An important result of the project is the OAPEN usage statistics dashboard service, providing usage data to publishers hosted by the OAPEN, supporting libraries (libraries who support OAPEN through a membership programme), and research funders that we provide services to (collection management). The ERC is one of these funders and we have been testing, coordinating and improving the service in close collaboration with ERCEA. The service went live during the project and is described in detail in the deliverable D4.1.
In coordination with ERCEA, OAPEN hosted a webinar titled 'How to ensure your books and chapters resulting from your ERC project fulfil your funder's requirements' saw 162 registrants, 96 of which participated in the webinar on the day itself. The participants had the opportunity to ask any questions they had to the presenters of OAPEN and the ERCEA guest speaker present. The live webinar was recorded and access to the recording of the webinar (https://www.youtube.com/watch?v=4V6ItNMw2h8&feature=youtu.be) was shared with ERC researchers as part of a researcher targeted communication kit (D6.2). The webinar sparked more deposits from grantees and was therefore evaluated as a positive event increasing the number of books in the ERC collection.

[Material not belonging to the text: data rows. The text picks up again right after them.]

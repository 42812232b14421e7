//! Progress reporting for site builds.
//!
//! A build walks the export one chat at a time. Library users who want
//! push-based updates pass a [`ProgressCallback`] to
//! [`SiteBuilder`](crate::pipeline::SiteBuilder); it is invoked once after
//! every chat directory, including skipped ones.
//!
//! # Example
//!
//! ```rust
//! use chatpage::progress::{Progress, ProgressCallback};
//! use std::sync::Arc;
//!
//! let callback: ProgressCallback = Arc::new(|progress| {
//!     if let Some(pct) = progress.percentage() {
//!         println!("Progress: {:.1}%", pct);
//!     }
//! });
//!
//! let total_chats = 4;
//! for i in 0..total_chats {
//!     callback(Progress::new(i + 1, total_chats, (i + 1) * 250));
//! }
//! ```

use std::sync::Arc;

/// Progress of a running build.
#[derive(Debug, Clone, Copy, Default, PartialEq, Eq)]
pub struct Progress {
    /// Chat directories handled so far, skipped ones included.
    pub chats_processed: usize,

    /// Chat directories found in the export.
    pub total_chats: usize,

    /// Messages parsed so far across all chats.
    pub messages_processed: usize,
}

impl Progress {
    pub fn new(chats_processed: usize, total_chats: usize, messages_processed: usize) -> Self {
        Self {
            chats_processed,
            total_chats,
            messages_processed,
        }
    }

    /// Returns the progress as a percentage (0.0 - 100.0).
    ///
    /// An export without chats counts as complete.
    ///
    /// ```rust
    /// use chatpage::progress::Progress;
    ///
    /// assert_eq!(Progress::new(1, 4, 10).percentage(), Some(25.0));
    /// assert_eq!(Progress::new(0, 0, 0).percentage(), Some(100.0));
    /// ```
    pub fn percentage(&self) -> Option<f64> {
        if self.total_chats == 0 {
            return Some(100.0);
        }
        Some((self.chats_processed as f64 / self.total_chats as f64) * 100.0)
    }

    pub fn is_complete(&self) -> bool {
        self.chats_processed >= self.total_chats
    }

    pub fn remaining_chats(&self) -> usize {
        self.total_chats.saturating_sub(self.chats_processed)
    }
}

/// Thread-safe callback receiving [`Progress`] updates.
pub type ProgressCallback = Arc<dyn Fn(Progress) + Send + Sync>;

/// Creates a no-op progress callback.
///
/// ```rust
/// use chatpage::progress::no_progress;
///
/// let callback = no_progress();
/// callback(chatpage::progress::Progress::default()); // Does nothing
/// ```
pub fn no_progress() -> ProgressCallback {
    Arc::new(|_| {})
}

/// Creates a progress callback that prints to stderr.
///
/// ```rust
/// use chatpage::progress::stderr_progress;
///
/// let callback = stderr_progress();
/// // Prints "Progress: 1/2 chats (50.0%), 120 messages"
/// callback(chatpage::progress::Progress::new(1, 2, 120));
/// ```
pub fn stderr_progress() -> ProgressCallback {
    Arc::new(|progress| {
        if let Some(pct) = progress.percentage() {
            eprintln!(
                "Progress: {}/{} chats ({:.1}%), {} messages",
                progress.chats_processed, progress.total_chats, pct, progress.messages_processed
            );
        }
    })
}
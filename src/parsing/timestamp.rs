//! Parsing of the export's fixed-format timestamps.
//!
//! Message date nodes carry a `title` attribute such as `07.08.2021 14:05:09`
//! (day first, local wall-clock time, no offset). Anything that deviates from
//! that exact shape is treated as "no timestamp" rather than guessed at.

use std::sync::LazyLock;

use chrono::NaiveDateTime;
use regex::Regex;

static EXPORT_DATETIME_RE: LazyLock<Regex> = LazyLock::new(|| {
    Regex::new(r"^[0-9]{2}\.[0-9]{2}\.[0-9]{4} [0-9]{2}:[0-9]{2}:[0-9]{2}$")
        .expect("export datetime pattern is valid")
});

const EXPORT_DATETIME_FORMAT: &str = "%d.%m.%Y %H:%M:%S";
const CANONICAL_FORMAT: &str = "%Y-%m-%dT%H:%M:%S";
const DAY_FORMAT: &str = "%Y-%m-%d";

/// Parses an export timestamp (`DD.MM.YYYY HH:MM:SS`).
///
/// Returns `None` for absent input, surrounding whitespace, and any value that
/// is not a valid calendar date and time in exactly that format.
///
/// # Example
///
/// ```rust
/// use chatpage::parsing::{format_timestamp, parse_export_timestamp};
///
/// let ts = parse_export_timestamp(Some("07.08.2021 14:05:09")).unwrap();
/// assert_eq!(format_timestamp(&ts), "2021-08-07T14:05:09");
///
/// assert!(parse_export_timestamp(Some(" 07.08.2021 14:05:09")).is_none());
/// assert!(parse_export_timestamp(None).is_none());
/// ```
pub fn parse_export_timestamp(raw: Option<&str>) -> Option<NaiveDateTime> {
    let raw = raw?;
    if !EXPORT_DATETIME_RE.is_match(raw) {
        return None;
    }
    NaiveDateTime::parse_from_str(raw, EXPORT_DATETIME_FORMAT).ok()
}

/// Canonical ISO-8601 form used in manifests (`2021-08-07T14:05:09`).
pub fn format_timestamp(ts: &NaiveDateTime) -> String {
    ts.format(CANONICAL_FORMAT).to_string()
}

/// Day-precision form used in the search index (`2021-08-07`).
pub fn format_day(ts: &NaiveDateTime) -> String {
    ts.format(DAY_FORMAT).to_string()
}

Throughout the project, OAPEN has been communicating actively (at conferences and workshops and via social media and short articles), about the project and its results according to the communication plan (D6.1). This has led to a lot of positive interactions with important stakeholders in the field.
The project included a task (T3.1.2) on Green OA to books. This is a fairly uncharted territory of OA book publishing. The project engaged a number of publishers and research funders in discussions around Green OA to books which led to the project deliverable, D3.2. Based on this project focus but going beyond it, OAPEN took lead in an open and innovative community consultation event investigating Green OA to books further. In the spring of 2021, the Open Access Books Network organised a series of events called A Plan S for books. Voices from the Community [https://openaccessbooksnetwork.hcommons.org/2021/02/25/a-plan-s-for-books-voices-from-the-community]. The session including the interview can be viewed here https://youtu.be/DBaNh1nBBiQ and an edited version of the workshop outcome here http://dx.doi.org/10.17613/34f2-j160
The global impact of the ERC collection can be measured using the download data. We have seen a large uptake in many European countries and the other countries that are traditionally linked to the “global north”. By comparing the usage and countries to this list of Wikimedia list of regions [https://meta.wikimedia.org/wiki/List_of_countries_by_regional_classification] it becomes clear that 33% of the downloads originate from countries listed as the “global south”.
The scientific impact of the collection is harder to estimate. Based on the literature on measuring the scholarly and scientific impact, a ‘citation window’ of 6–8 years is preferable when assessing monographs [Snijder, R. Revisiting an open access monograph experiment: measuring citations and tweets 5 years later. Scientometrics 109, 1855–1875 (2016). https://doi.org/10.1007/s11192-016-2160-6]. In other words, the period of this report is too short to reliably measure the impact. However, the literature also indicates that books published in open access have a ‘citation advantage’: their improved availability makes them easier found by scholars, improving the chance of citations.